• **TASK**: Exactly reproduce the data from its first line through the line with "use super::slots::SlotMap;", leaving out every line after it.

• **DATASET EXCERPTS**:
+++++
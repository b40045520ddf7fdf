//! The multi-cell bitmap cache ([MS-RDPBCGR] 3.2.2.1, [MS-RDPEGDI] cache
//! orders) with the waiting-list slot and version-2 persistence.

use ferrodp_connector::BitmapCacheConfig;
use ferrodp_graphics::Surface;
use ferrodp_pdu::rdp::orders::BITMAP_CACHE_WAITING_LIST_INDEX;

use super::persistent::{self, PersistentCacheEntry};
use super::slots::SlotMap;

/// Upper bound on the number of cells a server may negotiate.
const MAX_CELLS: usize = 5;

/// A decoded bitmap owned by a cache slot.
#[derive(Debug, Clone, PartialEq, Eq)]
pub struct CachedBitmap {
    /// Persistent content key, `key1 | (key2 << 32)` from the wire; zero for
    /// non-persistent entries.
    pub key64: u64,
    pub surface: Surface,
}

#[derive(Debug)]
struct Cell {
    /// Negotiated entry count; the extra waiting-list slot sits at this
    /// index.
    number: usize,
    entries: SlotMap<CachedBitmap>,
}

/// The bitmap cache, keyed by `(cell_id, cell_index)`.
///
/// Each cell owns `number + 1` slots; the sentinel index
/// [`BITMAP_CACHE_WAITING_LIST_INDEX`] is rewritten to `number` by the
/// accessors, never by callers.
#[derive(Debug)]
pub struct BitmapCache {
    cells: Vec<Cell>,
    version: u8,
    persist_file: Option<std::path::PathBuf>,
}

impl BitmapCache {
    pub fn new(config: &BitmapCacheConfig) -> Self {
        let cells = config
            .cell_info
            .iter()
            .take(MAX_CELLS)
            .map(|info| {
                let number = info.num_entries as usize;
                Cell {
                    number,
                    // One extra slot for the waiting list.
                    entries: SlotMap::new(number + 1),
                }
            })
            .collect();

        Self {
            cells,
            version: config.version,
            persist_file: config.persist_enabled.then(|| config.persist_file.clone()).flatten(),
        }
    }

    fn resolve(&self, cell_id: u8, index: u16) -> Option<(usize, usize)> {
        let cell_id = usize::from(cell_id);
        let Some(cell) = self.cells.get(cell_id) else {
            warn!(cell_id, "invalid bitmap cell id");
            return None;
        };

        let index = if index == BITMAP_CACHE_WAITING_LIST_INDEX {
            cell.number
        } else {
            usize::from(index)
        };

        if index > cell.number {
            warn!(index, cell_id, "invalid bitmap index in cell");
            return None;
        }

        Some((cell_id, index))
    }

    /// Looks a bitmap up. Out-of-range ids return `None` (logged); an empty
    /// slot is a tolerated cache miss left to the caller.
    pub fn get(&self, cell_id: u8, index: u16) -> Option<&CachedBitmap> {
        let (cell_id, index) = self.resolve(cell_id, index)?;
        self.cells[cell_id].entries.get(index)
    }

    /// Installs a bitmap, dropping whatever occupied the slot. Out-of-range
    /// ids are rejected (logged).
    pub fn put(&mut self, cell_id: u8, index: u16, bitmap: CachedBitmap) -> bool {
        let Some((cell_id, index)) = self.resolve(cell_id, index) else {
            return false;
        };
        self.cells[cell_id].entries.put(index, bitmap)
    }

    /// The non-zero content keys of every occupied slot, for the Persistent
    /// Key List PDU.
    pub fn persistent_keys(&self) -> Vec<u64> {
        self.cells
            .iter()
            .flat_map(|cell| cell.entries.iter())
            .filter(|bitmap| bitmap.key64 != 0)
            .map(|bitmap| bitmap.key64)
            .collect()
    }

    fn save_persistent(&self) {
        // Version 1 caches are never persisted.
        if self.version != 2 {
            return;
        }

        let Some(path) = self.persist_file.as_deref() else {
            return;
        };

        let entries: Vec<PersistentCacheEntry> = self
            .cells
            .iter()
            .flat_map(|cell| cell.entries.iter())
            .filter(|bitmap| bitmap.key64 != 0)
            .map(|bitmap| PersistentCacheEntry {
                key64: bitmap.key64,
                width: u32::from(bitmap.surface.width()),
                height: u32::from(bitmap.surface.height()),
                flags: 0,
                data: bitmap
                    .surface
                    .pixels()
                    .iter()
                    .flat_map(|pixel| pixel.to_le_bytes())
                    .collect(),
            })
            .collect();

        if let Err(error) = persistent::write_entries(path, &entries) {
            warn!(%error, path = %path.display(), "could not save the persistent bitmap cache");
        }
    }
}

impl Drop for BitmapCache {
    fn drop(&mut self) {
        self.save_persistent();
    }
}

#[cfg(test)]
mod tests {
    use ferrodp_pdu::rdp::capability_sets::CellInfo;

    use super::*;

    fn cache_with_cell0(number: u32) -> BitmapCache {
        let mut config = BitmapCacheConfig {
            persist_enabled: false,
            persist_file: None,
            version: 2,
            ..Default::default()
        };
        config.cell_info[0] = CellInfo {
            num_entries: number,
            is_cache_persistent: false,
        };
        BitmapCache::new(&config)
    }

    fn bitmap(key64: u64) -> CachedBitmap {
        CachedBitmap {
            key64,
            surface: Surface::new(4, 4),
        }
    }

    #[test]
    fn get_after_put_returns_the_latest_bitmap() {
        let mut cache = cache_with_cell0(8);

        assert!(cache.put(0, 3, bitmap(1)));
        assert!(cache.put(0, 3, bitmap(2)));

        assert_eq!(cache.get(0, 3).unwrap().key64, 2);
    }

    #[test]
    fn waiting_list_sentinel_aliases_the_extra_slot() {
        let mut cache = cache_with_cell0(100);

        assert!(cache.put(0, BITMAP_CACHE_WAITING_LIST_INDEX, bitmap(7)));

        assert_eq!(cache.get(0, 100).unwrap().key64, 7);
        assert_eq!(cache.get(0, BITMAP_CACHE_WAITING_LIST_INDEX).unwrap().key64, 7);
    }

    #[test]
    fn out_of_range_access_is_a_tolerated_miss() {
        let mut cache = cache_with_cell0(4);

        assert!(cache.get(9, 0).is_none());
        assert!(cache.get(0, 6).is_none());
        assert!(!cache.put(9, 0, bitmap(1)));
        assert!(!cache.put(0, 6, bitmap(1)));
    }

    #[test]
    fn persistent_keys_skip_empty_and_keyless_slots() {
        let mut cache = cache_with_cell0(8);

        cache.put(0, 0, bitmap(0));
        cache.put(0, 1, bitmap(42));
        cache.put(0, 2, bitmap(43));

        let mut keys = cache.persistent_keys();
        keys.sort_unstable();
        assert_eq!(keys, vec![42, 43]);
    }
}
+++++
• **WRITTEN SOLUTION**:
repository b40045520ddf7fdf
//! The multi-cell bitmap cache ([MS-RDPBCGR] 3.2.2.1, [MS-RDPEGDI] cache
//! orders) with the waiting-list slot and version-2 persistence.

use ferrodp_connector::BitmapCacheConfig;
use ferrodp_graphics::Surface;
use ferrodp_pdu::rdp::orders::BITMAP_CACHE_WAITING_LIST_INDEX;

use super::persistent::{self, PersistentCacheEntry};
use super::slots::SlotMap;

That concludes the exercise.